Маленький вестибюль заставлен разрозненными предметами мебели, а стены покрыты пыльными картинами, каждой из которых, кажется, не больше двух десятилетий. Кроме меня и портье за стойкой в дальнем конце вестибюля, здесь только женщина, которая сидит на черной скамье с подушками из искусственной кожи, поставленной под прямым углом к камину. Ее изборожденное морщинами лицо кажется маской на крошечной, будто усохшей голове. Высокие каблуки туфель усеяны зелеными блестками. Спущенные клетчатые носки обнажают белые изящные икры, как у юных танцовщиц; в серую твидовую юбку заправлена футболка с логотипом «Никс», на шее висит шнурок с чем-то вроде собачьей бирки. Она читает комикс про Человека-паука, на коленях лежит толстая библиотечная книга – «Птицы Южной Америки». Я с сожалением отворачиваюсь, чтобы не глазеть.

Я выхожу из крошечного лифта в пустынный мрачный коридор и осторожно опираюсь на узорную кованую решетку перил. Вниз уходят ряды лестничных пролетов, кажущиеся в тусклом свете бесконечными. Я резко откидываюсь назад, разозлившись на саму себя. Конечно, там много пролетов, говорю я себе, это 12‑й этаж. …Я стараюсь ступать легко, но мои шаги все равно громко отдаются стуком каблуков по каменному полу. Перед тем, как открыть нужную дверь, я делаю глубокий вдох и чувствую облегчение, когда можно наконец отгородиться от тишины и зияющей пустоты лестницы.

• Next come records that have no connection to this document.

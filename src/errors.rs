//! errors.rs
//! Errores de dominio del servicio de costeo.
//!
//! Los servicios regresan `anyhow::Result`; cuando el fallo tiene un
//! significado para el cliente HTTP se levanta un `CosteoError`, que
//! `handlers::respuesta` recupera con `downcast_ref` para elegir el status.

use actix_web::http::StatusCode;
use thiserror::Error;

#[derive(Debug, Error)]
pub enum CosteoError {
    #[error("{0}")]
    Validacion(String),

    #[error("{0}")]
    NoAutorizado(String),

    #[error("{0}")]
    Prohibido(String),

    #[error("{0}")]
    NoEncontrado(String),

    #[error("{0}")]
    Conflicto(String),

    #[error("Error del servicio remoto ({status}): {mensaje}")]
    Remoto { status: u16, mensaje: String },
}

impl CosteoError {
    pub fn validacion(msg: impl Into<String>) -> anyhow::Error {
        CosteoError::Validacion(msg.into()).into()
    }

    pub fn no_encontrado(msg: impl Into<String>) -> anyhow::Error {
        CosteoError::NoEncontrado(msg.into()).into()
    }

    pub fn status_code(&self) -> StatusCode {
        match self {
            CosteoError::Validacion(_) => StatusCode::BAD_REQUEST,
            CosteoError::NoAutorizado(_) => StatusCode::UNAUTHORIZED,
            CosteoError::Prohibido(_) => StatusCode::FORBIDDEN,
            CosteoError::NoEncontrado(_) => StatusCode::NOT_FOUND,
            CosteoError::Conflicto(_) => StatusCode::CONFLICT,
            CosteoError::Remoto { .. } => StatusCode::BAD_GATEWAY,
        }
    }
}

/// Traduce errores de sqlx a errores de dominio cuando aplica.
/// `contexto` se usa para armar el mensaje (p.e. "cliente").
pub fn mapear_sqlx(err: sqlx::Error, contexto: &str) -> anyhow::Error {
    let (unica, referencia) = match &err {
        sqlx::Error::RowNotFound => {
            return CosteoError::NoEncontrado(format!("No se encontró {contexto}")).into();
        }
        sqlx::Error::Database(db_err) => {
            let msg = db_err.message();
            (
                db_err.is_unique_violation() || msg.contains("UNIQUE"),
                db_err.is_foreign_key_violation() || msg.contains("FOREIGN KEY"),
            )
        }
        _ => (false, false),
    };

    if unica {
        CosteoError::Conflicto(format!("Ya existe un registro de {contexto} con esos datos")).into()
    } else if referencia {
        CosteoError::Conflicto(format!(
            "Operación sobre {contexto} viola una referencia a otro registro"
        ))
        .into()
    } else {
        anyhow::Error::new(err).context(format!("Error de base de datos en {contexto}"))
    }
}
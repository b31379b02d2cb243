use std::str::FromStr;

use actix_web::{middleware, web, App, HttpServer};
use anyhow::Context;
use dotenv::dotenv;
use sqlx::sqlite::{SqliteConnectOptions, SqliteJournalMode, SqlitePoolOptions};
use sqlx::{Pool, Sqlite};

use crate::config::app_config::AppConfig;
use crate::logger::init_logger;
use crate::services::auth_service::AuthService;
use crate::services::catalogo_service::CatalogoService;
use crate::services::cliente_service::ClienteService;
use crate::services::configuracion_service::ConfiguracionService;
use crate::services::crypto_service::CryptoService;
use crate::services::dashboard_service::DashboardService;
use crate::services::formula_service::FormulaService;
use crate::services::material_etiquetado_service::MaterialEtiquetadoService;
use crate::services::materia_prima_service::MateriaPrimaService;
use crate::services::permiso_service::PermisoService;
use crate::services::producto_service::ProductoService;
use crate::services::reporte_service::ReporteService;
use crate::services::rpc_service::RpcService;
use crate::services::storage_service::StorageService;
use crate::services::usuario_service::UsuarioService;
use crate::services::zona_service::ZonaService;

mod app;
mod config;
mod errors;
mod handlers;
mod logger;
mod models;
mod services;

#[cfg(test)]
mod tests;

async fn setup_database(config: &AppConfig) -> anyhow::Result<Pool<Sqlite>> {
    let opciones = SqliteConnectOptions::from_str(&config.database_url)
        .with_context(|| format!("DATABASE_URL inválida: {}", config.database_url))?
        .create_if_missing(true)
        .journal_mode(SqliteJournalMode::Wal)
        .foreign_keys(true);

    // Crear la carpeta del archivo si no existe (p.e. ./data)
    let archivo = opciones.clone().get_filename();
    if let Some(padre) = archivo.parent() {
        if !padre.as_os_str().is_empty() {
            std::fs::create_dir_all(padre)
                .with_context(|| format!("No se pudo crear directorio {:?}", padre))?;
        }
    }

    log::info!("Conectando a SQLite en {}", config.database_url);
    let db_pool = SqlitePoolOptions::new()
        .max_connections(10)
        .connect_with(opciones)
        .await
        .context("No se pudo conectar a la base de datos SQLite")?;

    sqlx::migrate!("./migrations")
        .run(&db_pool)
        .await
        .context("Fallo en migraciones")?;

    Ok(db_pool)
}

#[actix_web::main]
async fn main() -> anyhow::Result<()> {
    dotenv().ok(); // Cargar .env al inicio
    init_logger();

    let config = AppConfig::from_env();
    let db_pool = setup_database(&config).await?;

    let crypto = CryptoService::new(&config.secret_key);
    let auth_service = AuthService::new(db_pool.clone(), crypto.clone());
    let usuario_service = UsuarioService::new(db_pool.clone(), crypto);
    let permiso_service = PermisoService::new(db_pool.clone());
    let cliente_service = ClienteService::new(db_pool.clone());
    let zona_service = ZonaService::new(db_pool.clone());
    let catalogo_service = CatalogoService::new(db_pool.clone());
    let producto_service = ProductoService::new(db_pool.clone());
    let formula_service = FormulaService::new(db_pool.clone());
    let materia_prima_service = MateriaPrimaService::new(db_pool.clone());
    let material_service = MaterialEtiquetadoService::new(db_pool.clone());
    let configuracion_service = ConfiguracionService::new(db_pool.clone());
    let dashboard_service = DashboardService::new(db_pool.clone());
    let reporte_service = ReporteService::new(RpcService::new(&config)?);
    let storage_service = StorageService::new(&config);

    if let Some(dir) = storage_service.dir_local() {
        std::fs::create_dir_all(&dir)
            .with_context(|| format!("No se pudo crear directorio de storage {:?}", dir))?;
    }

    let limite_json = config.limite_json();

    // Levantar servidor
    log::info!(
        "Levantando servidor en {}:{} ({} workers)",
        config.host,
        config.port,
        config.workers
    );
    HttpServer::new(move || {
        App::new()
            .wrap(middleware::Logger::default())
            .app_data(web::Data::new(auth_service.clone()))
            .app_data(web::Data::new(usuario_service.clone()))
            .app_data(web::Data::new(permiso_service.clone()))
            .app_data(web::Data::new(cliente_service.clone()))
            .app_data(web::Data::new(zona_service.clone()))
            .app_data(web::Data::new(catalogo_service.clone()))
            .app_data(web::Data::new(producto_service.clone()))
            .app_data(web::Data::new(formula_service.clone()))
            .app_data(web::Data::new(materia_prima_service.clone()))
            .app_data(web::Data::new(material_service.clone()))
            .app_data(web::Data::new(configuracion_service.clone()))
            .app_data(web::Data::new(dashboard_service.clone()))
            .app_data(web::Data::new(reporte_service.clone()))
            .app_data(web::Data::new(storage_service.clone()))
            .configure(app::init_extractores(limite_json))
            .configure(app::init_app)
    })
    .workers(config.workers)
    .bind((config.host.as_str(), config.port))?
    .run()
    .await?;

    Ok(())
}
//! models/comun_model.rs
//! Estructuras compartidas por todos los módulos (paginación, listados,
//! dropdowns, cambio de estatus e imágenes).

use base64;
use serde::{Deserialize, Serialize};

/// Query de paginación y orden común a todos los listados:
/// `?pagina=1&por_pagina=20&orden=nombre&dir=asc`
#[derive(Debug, Clone, Default, Deserialize)]
pub struct PaginacionQuery {
    pub pagina: Option<i64>,
    pub por_pagina: Option<i64>,
    pub orden: Option<String>,
    pub dir: Option<String>,
}

/// Resultado paginado de un listado
#[derive(Debug, Clone, Serialize)]
pub struct Listado<T> {
    pub total: i64,
    pub pagina: i64,
    pub por_pagina: i64,
    pub items: Vec<T>,
}

/// Elemento de un `<select>` en los formularios
#[derive(Debug, Clone, PartialEq, Serialize, Deserialize, sqlx::FromRow)]
pub struct OpcionDropdown {
    pub id: i64,
    pub nombre: String,
}

/// Body de `PATCH /{id}/estatus`
#[derive(Debug, Clone, Deserialize)]
pub struct CambioEstatus {
    pub activo: bool,
}

/// Imagen recibida como base64 dentro del JSON
#[derive(Debug, Clone, Serialize, Deserialize)]
pub struct ImagenPayload {
    pub nombre_archivo: String,
    pub content_type: String,
    #[serde(
        serialize_with = "serialize_base64",
        deserialize_with = "deserialize_base64"
    )]
    pub data: Vec<u8>,
}

fn serialize_base64<S>(data: &[u8], serializer: S) -> Result<S::Ok, S::Error>
where
    S: serde::Serializer,
{
    serializer.serialize_str(&base64::encode(data))
}

fn deserialize_base64<'de, D>(deserializer: D) -> Result<Vec<u8>, D::Error>
where
    D: serde::Deserializer<'de>,
{
    let s = String::deserialize(deserializer)?;
    // Acepta también data URLs: "data:image/png;base64,...."
    let contenido = match s.split_once(";base64,") {
        Some((_, resto)) => resto,
        None => s.as_str(),
    };
    base64::decode(contenido.trim()).map_err(serde::de::Error::custom)
}

#[derive(Debug, Clone, Serialize)]
pub struct ImagenResponse {
    pub success: bool,
    pub imgurl: String,
}
//! services/materia_prima_service.rs
//! Materia prima; el costo con factor de importación se calcula al guardar.

use anyhow::Result;
use sqlx::{Pool, Sqlite};

use crate::errors::{mapear_sqlx, CosteoError};
use crate::models::comun_model::{Listado, OpcionDropdown, PaginacionQuery};
use crate::models::materia_prima_model::{MateriaPrima, MateriaPrimaFiltros, MateriaPrimaForm};
use crate::services::crud_service::{self, Filtro, Tabla};
use crate::services::validacion::{ahora, numero, opcional, requerido};

/// Factor usado cuando el formulario no lo trae
pub const FACTOR_IMPORTACION_DEFAULT: f64 = 1.0;

impl Tabla for MateriaPrima {
    const TABLA: &'static str = "materiaprima";
    const COLUMNAS: &'static str = "id, codigo, nombre, unidadmedida, costo, factorimportacion, \
         costoconfactor, activo, fechacreacion, fechaactualizacion";
    const COLUMNA_NOMBRE: &'static str = "nombre";
    const ORDENABLES: &'static [&'static str] =
        &["nombre", "codigo", "costo", "costoconfactor", "id"];
    const CONTEXTO: &'static str = "materia prima";
}

struct MateriaPrimaCampos {
    codigo: String,
    nombre: String,
    unidadmedida: Option<String>,
    costo: f64,
    factorimportacion: f64,
}

impl MateriaPrimaCampos {
    fn desde_form(form: MateriaPrimaForm) -> Result<Self> {
        Ok(MateriaPrimaCampos {
            codigo: requerido("codigo", &form.codigo)?.to_uppercase(),
            nombre: requerido("nombre", &form.nombre)?,
            unidadmedida: opcional(form.unidadmedida),
            costo: numero("costo", form.costo)?,
            factorimportacion: numero(
                "factorimportacion",
                form.factorimportacion.unwrap_or(FACTOR_IMPORTACION_DEFAULT),
            )?,
        })
    }

    fn costo_con_factor(&self) -> f64 {
        self.costo * self.factorimportacion
    }
}

#[derive(Clone, Debug)]
pub struct MateriaPrimaService {
    db_pool: Pool<Sqlite>,
}

impl MateriaPrimaService {
    pub fn new(db_pool: Pool<Sqlite>) -> Self {
        MateriaPrimaService { db_pool }
    }

    pub async fn listar(
        &self,
        filtros: &MateriaPrimaFiltros,
        query: &PaginacionQuery,
    ) -> Result<Listado<MateriaPrima>> {
        let (orden, paginacion) = crud_service::orden_y_pagina::<MateriaPrima>(query)?;
        let filtro = Filtro::nuevo()
            .ilike("nombre", filtros.nombre.as_deref())
            .ilike("codigo", filtros.codigo.as_deref())
            .eq_bool("activo", filtros.activo);
        crud_service::listar(&self.db_pool, &filtro, &orden, &paginacion).await
    }

    pub async fn obtener(&self, id: i64) -> Result<MateriaPrima> {
        crud_service::obtener(&self.db_pool, id).await
    }

    pub async fn crear(&self, form: MateriaPrimaForm) -> Result<i64> {
        let m = MateriaPrimaCampos::desde_form(form)?;
        let now = ahora();

        let id = sqlx::query(
            r#"
            INSERT INTO materiaprima (
                codigo, nombre, unidadmedida, costo, factorimportacion, costoconfactor,
                activo, fechacreacion, fechaactualizacion
            )
            VALUES (?1, ?2, ?3, ?4, ?5, ?6, 1, ?7, ?7)
            "#,
        )
        .bind(&m.codigo)
        .bind(&m.nombre)
        .bind(&m.unidadmedida)
        .bind(m.costo)
        .bind(m.factorimportacion)
        .bind(m.costo_con_factor())
        .bind(&now)
        .execute(&self.db_pool)
        .await
        .map_err(|e| mapear_sqlx(e, "materia prima"))?
        .last_insert_rowid();

        log::info!("Materia prima {} creada ({})", id, m.codigo);
        Ok(id)
    }

    pub async fn actualizar(&self, id: i64, form: MateriaPrimaForm) -> Result<()> {
        let m = MateriaPrimaCampos::desde_form(form)?;

        let res = sqlx::query(
            r#"
            UPDATE materiaprima
            SET codigo = ?1,
                nombre = ?2,
                unidadmedida = ?3,
                costo = ?4,
                factorimportacion = ?5,
                costoconfactor = ?6,
                fechaactualizacion = ?7
            WHERE id = ?8
            "#,
        )
        .bind(&m.codigo)
        .bind(&m.nombre)
        .bind(&m.unidadmedida)
        .bind(m.costo)
        .bind(m.factorimportacion)
        .bind(m.costo_con_factor())
        .bind(ahora())
        .bind(id)
        .execute(&self.db_pool)
        .await
        .map_err(|e| mapear_sqlx(e, "materia prima"))?;

        if res.rows_affected() == 0 {
            return Err(CosteoError::no_encontrado(format!(
                "No se encontró materia prima con id {id}"
            )));
        }
        Ok(())
    }

    pub async fn cambiar_estatus(&self, id: i64, activo: bool) -> Result<()> {
        crud_service::cambiar_estatus::<MateriaPrima>(&self.db_pool, id, activo).await
    }

    pub async fn eliminar(&self, id: i64) -> Result<()> {
        crud_service::eliminar::<MateriaPrima>(&self.db_pool, id).await
    }

    pub async fn dropdown(&self) -> Result<Vec<OpcionDropdown>> {
        crud_service::dropdown::<MateriaPrima>(&self.db_pool, &Filtro::nuevo()).await
    }
}
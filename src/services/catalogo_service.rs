//! services/catalogo_service.rs
//! Catálogos y sus productos (productosxcatalogo).

use anyhow::{Context, Result};
use sqlx::{Pool, Sqlite};

use crate::errors::{mapear_sqlx, CosteoError};
use crate::models::catalogo_model::{
    Catalogo, CatalogoFiltros, CatalogoForm, PrecioCatalogoForm, ProductoCatalogoForm,
    ProductoEnCatalogo,
};
use crate::models::cliente_model::Cliente;
use crate::models::comun_model::{Listado, OpcionDropdown, PaginacionQuery};
use crate::models::producto_model::Producto;
use crate::models::zona_model::Zona;
use crate::services::crud_service::{self, Filtro, Tabla};
use crate::services::validacion::{
    ahora, id_opcional, id_requerido, numero_opcional, opcional, requerido,
};

impl Tabla for Catalogo {
    const TABLA: &'static str = "catalogos";
    const COLUMNAS: &'static str = "id, nombre, descripcion, clienteid, zonaid, imgurl, \
         activo, fechacreacion, fechaactualizacion";
    const COLUMNA_NOMBRE: &'static str = "nombre";
    const ORDENABLES: &'static [&'static str] = &["nombre", "id", "clienteid", "fechacreacion"];
    const CONTEXTO: &'static str = "catálogo";
}

struct CatalogoCampos {
    nombre: String,
    descripcion: Option<String>,
    clienteid: i64,
    zonaid: Option<i64>,
}

#[derive(Clone, Debug)]
pub struct CatalogoService {
    db_pool: Pool<Sqlite>,
}

impl CatalogoService {
    pub fn new(db_pool: Pool<Sqlite>) -> Self {
        CatalogoService { db_pool }
    }

    async fn campos(&self, form: CatalogoForm) -> Result<CatalogoCampos> {
        let campos = CatalogoCampos {
            nombre: requerido("nombre", &form.nombre)?,
            descripcion: opcional(form.descripcion),
            clienteid: id_requerido("clienteid", form.clienteid)?,
            zonaid: id_opcional(form.zonaid),
        };
        crud_service::verificar_existe::<Cliente>(&self.db_pool, campos.clienteid).await?;
        if let Some(zonaid) = campos.zonaid {
            crud_service::verificar_existe::<Zona>(&self.db_pool, zonaid).await?;
        }
        Ok(campos)
    }

    pub async fn listar(
        &self,
        filtros: &CatalogoFiltros,
        query: &PaginacionQuery,
    ) -> Result<Listado<Catalogo>> {
        let (orden, paginacion) = crud_service::orden_y_pagina::<Catalogo>(query)?;
        let filtro = Filtro::nuevo()
            .ilike("nombre", filtros.nombre.as_deref())
            .eq_entero("clienteid", filtros.clienteid)
            .eq_entero("zonaid", filtros.zonaid)
            .eq_bool("activo", filtros.activo);
        crud_service::listar(&self.db_pool, &filtro, &orden, &paginacion).await
    }

    pub async fn obtener(&self, id: i64) -> Result<Catalogo> {
        crud_service::obtener(&self.db_pool, id).await
    }

    pub async fn crear(&self, form: CatalogoForm) -> Result<i64> {
        let c = self.campos(form).await?;
        let now = ahora();

        let id = sqlx::query(
            r#"
            INSERT INTO catalogos (
                nombre, descripcion, clienteid, zonaid,
                activo, fechacreacion, fechaactualizacion
            )
            VALUES (?1, ?2, ?3, ?4, 1, ?5, ?5)
            "#,
        )
        .bind(&c.nombre)
        .bind(&c.descripcion)
        .bind(c.clienteid)
        .bind(c.zonaid)
        .bind(&now)
        .execute(&self.db_pool)
        .await
        .map_err(|e| mapear_sqlx(e, "catálogo"))?
        .last_insert_rowid();

        log::info!("Catálogo {} creado para cliente {}", id, c.clienteid);
        Ok(id)
    }

    pub async fn actualizar(&self, id: i64, form: CatalogoForm) -> Result<()> {
        let c = self.campos(form).await?;

        let res = sqlx::query(
            r#"
            UPDATE catalogos
            SET nombre = ?1,
                descripcion = ?2,
                clienteid = ?3,
                zonaid = ?4,
                fechaactualizacion = ?5
            WHERE id = ?6
            "#,
        )
        .bind(&c.nombre)
        .bind(&c.descripcion)
        .bind(c.clienteid)
        .bind(c.zonaid)
        .bind(ahora())
        .bind(id)
        .execute(&self.db_pool)
        .await
        .map_err(|e| mapear_sqlx(e, "catálogo"))?;

        if res.rows_affected() == 0 {
            return Err(CosteoError::no_encontrado(format!(
                "No se encontró catálogo con id {id}"
            )));
        }
        Ok(())
    }

    pub async fn cambiar_estatus(&self, id: i64, activo: bool) -> Result<()> {
        crud_service::cambiar_estatus::<Catalogo>(&self.db_pool, id, activo).await
    }

    /// Borra primero sus productos asignados
    pub async fn eliminar(&self, id: i64) -> Result<()> {
        let mut tx = self.db_pool.begin().await?;
        sqlx::query("DELETE FROM productosxcatalogo WHERE catalogoid = ?1")
            .bind(id)
            .execute(&mut *tx)
            .await
            .context("Fallo al borrar productos del catálogo")?;
        let res = sqlx::query("DELETE FROM catalogos WHERE id = ?1")
            .bind(id)
            .execute(&mut *tx)
            .await
            .map_err(|e| mapear_sqlx(e, "catálogo"))?;
        if res.rows_affected() == 0 {
            return Err(CosteoError::no_encontrado(format!(
                "No se encontró catálogo con id {id}"
            )));
        }
        tx.commit().await?;
        log::info!("Catálogo {} eliminado", id);
        Ok(())
    }

    pub async fn dropdown(&self, clienteid: Option<i64>) -> Result<Vec<OpcionDropdown>> {
        let filtro = Filtro::nuevo().eq_entero("clienteid", clienteid);
        crud_service::dropdown::<Catalogo>(&self.db_pool, &filtro).await
    }

    pub async fn actualizar_imagen(&self, id: i64, imgurl: &str) -> Result<Option<String>> {
        crud_service::actualizar_imgurl::<Catalogo>(&self.db_pool, id, imgurl).await
    }

    // ---------------------------------------------------------------
    // Productos del catálogo
    // ---------------------------------------------------------------

    pub async fn productos(&self, catalogoid: i64) -> Result<Vec<ProductoEnCatalogo>> {
        crud_service::verificar_existe::<Catalogo>(&self.db_pool, catalogoid).await?;

        let productos = sqlx::query_as::<_, ProductoEnCatalogo>(
            r#"
            SELECT pc.id, pc.catalogoid, pc.productoid,
                   p.codigo, p.nombre, p.costo,
                   pc.precioventa, pc.margenutilidad,
                   p.imgurl, p.activo
            FROM productosxcatalogo pc
            INNER JOIN productos p ON p.id = pc.productoid
            WHERE pc.catalogoid = ?1
            ORDER BY p.nombre ASC, p.id ASC
            "#,
        )
        .bind(catalogoid)
        .fetch_all(&self.db_pool)
        .await
        .context("Fallo al listar productos del catálogo")?;
        Ok(productos)
    }

    /// Un producto con cliente sólo puede entrar en catálogos de ese cliente
    pub async fn agregar_producto(
        &self,
        catalogoid: i64,
        form: ProductoCatalogoForm,
    ) -> Result<i64> {
        let catalogo = self.obtener(catalogoid).await?;
        let producto: Producto =
            crud_service::obtener(&self.db_pool, id_requerido("productoid", form.productoid)?)
                .await?;

        if let Some(dueno) = producto.clienteid {
            if dueno != catalogo.clienteid {
                return Err(CosteoError::validacion(format!(
                    "El producto {} pertenece a otro cliente",
                    producto.codigo
                )));
            }
        }

        let precioventa = numero_opcional("precioventa", form.precioventa)?;
        let margenutilidad = numero_opcional("margenutilidad", form.margenutilidad)?;
        let now = ahora();

        let id = sqlx::query(
            r#"
            INSERT INTO productosxcatalogo (
                catalogoid, productoid, precioventa, margenutilidad,
                fechacreacion, fechaactualizacion
            )
            VALUES (?1, ?2, ?3, ?4, ?5, ?5)
            "#,
        )
        .bind(catalogoid)
        .bind(producto.id)
        .bind(precioventa)
        .bind(margenutilidad)
        .bind(&now)
        .execute(&self.db_pool)
        .await
        .map_err(|e| mapear_sqlx(e, "producto del catálogo"))?
        .last_insert_rowid();

        Ok(id)
    }

    pub async fn actualizar_precio(
        &self,
        catalogoid: i64,
        productoid: i64,
        form: PrecioCatalogoForm,
    ) -> Result<()> {
        let precioventa = numero_opcional("precioventa", form.precioventa)?;
        let margenutilidad = numero_opcional("margenutilidad", form.margenutilidad)?;

        let res = sqlx::query(
            r#"
            UPDATE productosxcatalogo
            SET precioventa = ?1, margenutilidad = ?2, fechaactualizacion = ?3
            WHERE catalogoid = ?4 AND productoid = ?5
            "#,
        )
        .bind(precioventa)
        .bind(margenutilidad)
        .bind(ahora())
        .bind(catalogoid)
        .bind(productoid)
        .execute(&self.db_pool)
        .await
        .context("Fallo al actualizar precio del catálogo")?;

        if res.rows_affected() == 0 {
            return Err(CosteoError::no_encontrado(format!(
                "El producto {productoid} no está en el catálogo {catalogoid}"
            )));
        }
        Ok(())
    }

    pub async fn quitar_producto(&self, catalogoid: i64, productoid: i64) -> Result<()> {
        let res = sqlx::query(
            "DELETE FROM productosxcatalogo WHERE catalogoid = ?1 AND productoid = ?2",
        )
        .bind(catalogoid)
        .bind(productoid)
        .execute(&self.db_pool)
        .await
        .context("Fallo al quitar producto del catálogo")?;

        if res.rows_affected() == 0 {
            return Err(CosteoError::no_encontrado(format!(
                "El producto {productoid} no está en el catálogo {catalogoid}"
            )));
        }
        Ok(())
    }
}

На сей раз никаких свертков на кровати, никакой записки. Крючки из дешевой мелочной лавки, напоминающие те, на которые у себя дома я вешала всякие памятные мелочи, усеивали стены, как жирные мухи, – стены, кстати, давно пора было красить. Белые квадраты под крючками еще больше подчеркивают серость окружающей обстановки: казалось, что кому-то пришлось спасаться бегством отсюда, спешно бежать, и не было даже времени собрать вещи – едва успели сдернуть со стены семейные портреты в дешевых рамках. Мертвый таракан лежит на краю раковины рядом с краном и второй, поменьше, – возле сливного отверстия в ванной.

Я присаживаюсь на одноместную кровать, накрытую рыжим шерстяным покрывалом, и матрас подо мной резко проваливается вниз. Я прислоняю кейс к ноге и, вместо того чтобы спустить с правого плеча ремешок сумки, сильнее прижимаю ее к себе локтем и левой рукой цепляюсь за ремень.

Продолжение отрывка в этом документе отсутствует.